(Task statement) The response should be an exact repetition of all the entries.

(Input data)
• • • • • • •
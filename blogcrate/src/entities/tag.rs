use sea_orm::entity::prelude::*;

#[derive(Clone, Debug, PartialEq, DeriveEntityModel)]
#[sea_orm(table_name = "tags")]
pub struct Model {
    #[sea_orm(primary_key)]
    pub id: i32,
    pub name: String,
}

#[derive(Copy, Clone, Debug, EnumIter, DeriveRelation)]
pub enum Relation {}

impl Related<super::post::Entity> for Entity {
    fn to() -> RelationDef {
        super::post_tag::Relation::Post.def()
    }

    fn via() -> Option<RelationDef> {
        Some(super::post_tag::Relation::Tag.def().rev())
    }
}

impl ActiveModelBehavior for ActiveModel {}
• • • • • • •
(Output of the exercise)
filename blogcrate/src/entities/tag.rs
use sea_orm::entity::prelude::*;

#[derive(Clone, Debug, PartialEq, DeriveEntityModel)]
#[sea_orm(table_name = "tags")]
pub struct Model {
    #[sea_orm(primary_key)]
    pub id: i32,
    pub name: String,
}

#[derive(Copy, Clone, Debug, EnumIter, DeriveRelation)]
pub enum Relation {}

impl Related<super::post::Entity> for Entity {
    fn to() -> RelationDef {
        super::post_tag::Relation::Post.def()
    }

    fn via() -> Option<RelationDef> {
        Some(super::post_tag::Relation::Tag.def().rev())
    }
}

impl ActiveModelBehavior for ActiveModel {}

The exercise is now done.